The present work proposes to analyse the results obtained under in vitro conditions where cellulose artificial membranes were incubated with biological fluids from the freshwater bivalve Anodonta cygnea. The membranes were mounted between two half 'Ussing chambers' with different composition solutions in order to simulate epithelial surfaces separating organic fluid compartments. The membrane surfaces were submitted to two synthetic calcium and phosphate solutions on opposite sides, at pH 6.0, 7.0 or 9.0 during a period of 6 hours. Additional assays were accomplished mixing these solutions with haemolymph or extrapallial fluid from A. cygnea, only on the calcium side. A selective ion movement, mainly dependent on the membrane pore size and/or cationic affinity, occurred with higher permeability for calcium ions to the opposite phosphate chamber supported by calcium diffusion forces across the cellulose membrane. In general, this promoted a more intense mineral precipitation on the phosphate membrane surface. A strong deposition of calcium phosphate mineral was observed at pH 9.0 as a primary layer with a homogeneous microstructure, being totally absent at pH 6.0. The membrane showed an additional crystal phase at pH 7.0 exhibiting a very particular hexagonal or cuttlebone shape, mainly on the phosphate surface. When organic fluids of A. cygnea were included, these crystal forms presented a high tendency to aggregate under rosaceous shapes, also predominantly in the phosphate side. The cellulose membrane was permeable to small organic molecules that diffused from the calcium towards the phosphate side. In the calcium side, very few similar crystals were observed. The presence of organic matrix from A. cygnea fluids induced a preliminary apatite-brushite crystal polymorphism. So, the present results suggest that cellulose membranes can be used as surrogates of biological epithelia with preferential ionic diffusion from the calcium to the phosphate side where the main mineral precipitation events occurred. Additionally, the organic fluids from freshwater bivalves should be also thoroughly researched in the applied biomedical field, as mineral nucleators and crystal modulators on biosynthetic systems.
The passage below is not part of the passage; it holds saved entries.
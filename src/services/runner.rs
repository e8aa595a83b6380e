//! Event funnel task owning the motion controller.
//!
//! [`MotionRunner`] owns a [`MotionController`] and processes
//! [`MotionEvent`]s from a single-consumer queue. Producers hold a
//! cloneable [`MotionHandle`]:
//!
//! - Protocol connections send commands and await the [`CommandOutcome`]
//!   over a oneshot reply channel
//! - The step-edge notification path posts fire-and-forget events
//! - Status readers request a [`MotionStatus`] snapshot
//!
//! A periodic tick drives motion finalization: the reference sensor is
//! polled during seeks, and a bounded move whose step budget has drained
//! is closed out. Step edges also trigger an immediate finalization check
//! so a completed move stops within one event, not one tick.
//!
//! The runner stops when every handle is dropped, when
//! [`MotionHandle::shutdown`] is called, or when the pulse source reports
//! a hardware error. The pulse train is disabled on the way out.

use core::fmt;
use core::time::Duration;

use tokio::sync::{mpsc, oneshot};
use tokio::task::JoinHandle;
use tracing::{debug, error, info};

use crate::commands::{CommandOutcome, MotionCommand};
use crate::controller::{MotionController, MotionStatus};
use crate::traits::{Delay, PulseSource, ReferenceSensor};

/// Default finalization poll interval.
pub const DEFAULT_POLL_INTERVAL: Duration = Duration::from_millis(20);

// ============================================================================
// Events
// ============================================================================

/// One input to the motion runner.
///
/// Everything the controller reacts to arrives as a value of this type on
/// the runner's queue, in arrival order.
#[derive(Debug)]
pub enum MotionEvent {
    /// A command from a protocol connection. The outcome is reported back
    /// over the reply channel; a dropped receiver is fine, the command
    /// still applies.
    Command {
        /// The demand to apply.
        cmd: MotionCommand,
        /// Reply channel for the validation outcome.
        reply: oneshot::Sender<CommandOutcome>,
    },

    /// One physical step was taken. Fire-and-forget.
    StepEdge,

    /// Request a state snapshot.
    Status {
        /// Reply channel for the snapshot.
        reply: oneshot::Sender<MotionStatus>,
    },

    /// Stop the runner, disabling the pulse train.
    Shutdown,
}

// ============================================================================
// Handle
// ============================================================================

/// The runner task has stopped and can no longer accept events.
#[derive(Clone, Copy, Debug, PartialEq, Eq)]
pub struct RunnerClosed;

impl fmt::Display for RunnerClosed {
    fn fmt(&self, f: &mut fmt::Formatter<'_>) -> fmt::Result {
        f.write_str("motion runner has stopped")
    }
}

impl std::error::Error for RunnerClosed {}

/// Cloneable producer handle to the motion runner.
///
/// Cheap to clone; one per protocol connection plus one for the step-edge
/// notification path. When the last handle is dropped the runner stops.
#[derive(Clone, Debug)]
pub struct MotionHandle {
    events: mpsc::UnboundedSender<MotionEvent>,
}

impl MotionHandle {
    /// Send a command and await its validation outcome.
    ///
    /// # Errors
    ///
    /// Returns [`RunnerClosed`] if the runner task has stopped.
    pub async fn command(&self, cmd: MotionCommand) -> Result<CommandOutcome, RunnerClosed> {
        let (reply, rx) = oneshot::channel();
        self.events
            .send(MotionEvent::Command { cmd, reply })
            .map_err(|_| RunnerClosed)?;
        rx.await.map_err(|_| RunnerClosed)
    }

    /// Post a step-edge notification without waiting.
    ///
    /// Never blocks; safe to call from a notification callback. An edge
    /// posted after the runner stopped is silently dropped.
    pub fn step_edge(&self) {
        let _ = self.events.send(MotionEvent::StepEdge);
    }

    /// Request a state snapshot.
    ///
    /// # Errors
    ///
    /// Returns [`RunnerClosed`] if the runner task has stopped.
    pub async fn status(&self) -> Result<MotionStatus, RunnerClosed> {
        let (reply, rx) = oneshot::channel();
        self.events
            .send(MotionEvent::Status { reply })
            .map_err(|_| RunnerClosed)?;
        rx.await.map_err(|_| RunnerClosed)
    }

    /// Ask the runner to stop and disable the pulse train.
    pub fn shutdown(&self) {
        let _ = self.events.send(MotionEvent::Shutdown);
    }
}

// ============================================================================
// Runner
// ============================================================================

/// Task owning the [`MotionController`] and its event queue.
pub struct MotionRunner<P: PulseSource, R: ReferenceSensor, D: Delay> {
    controller: MotionController<P, R, D>,
    events: mpsc::UnboundedReceiver<MotionEvent>,
    poll_interval: Duration,
}

impl<P, R, D> MotionRunner<P, R, D>
where
    P: PulseSource + Send + 'static,
    P::Error: fmt::Debug,
    R: ReferenceSensor + Send + 'static,
    D: Delay + Send + 'static,
{
    /// Spawn the runner task with the default poll interval.
    ///
    /// Takes ownership of the controller; all further access goes through
    /// the returned [`MotionHandle`]. The [`JoinHandle`] resolves when the
    /// runner stops.
    pub fn spawn(controller: MotionController<P, R, D>) -> (MotionHandle, JoinHandle<()>) {
        Self::spawn_with_poll_interval(controller, DEFAULT_POLL_INTERVAL)
    }

    /// Spawn the runner task with a custom finalization poll interval.
    pub fn spawn_with_poll_interval(
        controller: MotionController<P, R, D>,
        poll_interval: Duration,
    ) -> (MotionHandle, JoinHandle<()>) {
        let (tx, rx) = mpsc::unbounded_channel();
        let runner = Self {
            controller,
            events: rx,
            poll_interval,
        };
        let task = tokio::spawn(runner.run());
        (MotionHandle { events: tx }, task)
    }

    async fn run(mut self) {
        let mut tick = tokio::time::interval(self.poll_interval);
        tick.set_missed_tick_behavior(tokio::time::MissedTickBehavior::Skip);

        info!("motion runner started");
        loop {
            tokio::select! {
                event = self.events.recv() => {
                    match event {
                        Some(MotionEvent::Command { cmd, reply }) => {
                            match self.controller.apply_command(cmd) {
                                Ok(outcome) => {
                                    debug!(?cmd, ?outcome, "command processed");
                                    let _ = reply.send(outcome);
                                }
                                Err(err) => {
                                    error!(?err, "pulse source failure, stopping runner");
                                    break;
                                }
                            }
                        }
                        Some(MotionEvent::StepEdge) => {
                            self.controller.on_step_edge();
                            // close out a drained move without waiting for
                            // the next tick
                            if let Err(err) = self.controller.poll() {
                                error!(?err, "pulse source failure, stopping runner");
                                break;
                            }
                        }
                        Some(MotionEvent::Status { reply }) => {
                            let _ = reply.send(self.controller.status());
                        }
                        Some(MotionEvent::Shutdown) | None => break,
                    }
                }
                _ = tick.tick() => {
                    if let Err(err) = self.controller.poll() {
                        error!(?err, "pulse source failure, stopping runner");
                        break;
                    }
                }
            }
        }

        if let Err(err) = self.controller.shutdown() {
            error!(?err, "failed to disable pulse source on shutdown");
        }
        info!("motion runner stopped");
    }
}

// ============================================================================
// Tests
// ============================================================================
本研究旨在分析在体外条件下获得的结果,即将纤维素人工膜与淡水双壳贝类天鹅绒蚬的生物体液一起孵育。将膜安装在两个装有不同成分溶液的半“尤斯室”之间,以模拟分隔有机液区室的上皮表面。在6小时内,将膜表面分别置于pH值为6.0、7.0或9.0的两种合成钙和磷酸盐溶液的相对两侧。仅在钙侧,将这些溶液与天鹅绒蚬的血淋巴或外套腔液混合进行了额外的试验。发生了选择性离子移动,主要取决于膜孔径和/或阳离子亲和力,钙离子通过纤维素膜的钙扩散力对相对的磷酸盐腔室具有更高的渗透性。一般来说,这促进了磷酸盐膜表面更强烈的矿物沉淀。在pH值为9.0时观察到磷酸钙矿物的强烈沉积,形成具有均匀微观结构的初级层,而在pH值为6.0时则完全没有。在pH值为7.0时,膜在磷酸盐表面呈现出额外的晶相,呈现出非常特殊的六边形或乌贼骨形状。当加入天鹅绒蚬的有机体液时,这些晶体形式呈现出以玫瑰状聚集的高度倾向,也主要在磷酸盐侧。纤维素膜对从小分子有机物从钙侧向磷酸盐侧扩散是可渗透的。在钙侧,观察到的类似晶体很少。天鹅绒蚬体液中有机基质的存在诱导了磷灰石-透钙磷石晶体多晶型的初步形成。因此,目前的结果表明,纤维素膜可以用作生物上皮的替代物,钙离子优先向发生主要矿物沉淀事件的磷酸盐侧进行离子扩散。此外,淡水双壳贝类的有机体液作为生物合成系统中的矿物成核剂和晶体调节剂,在应用生物医学领域也应进行深入研究。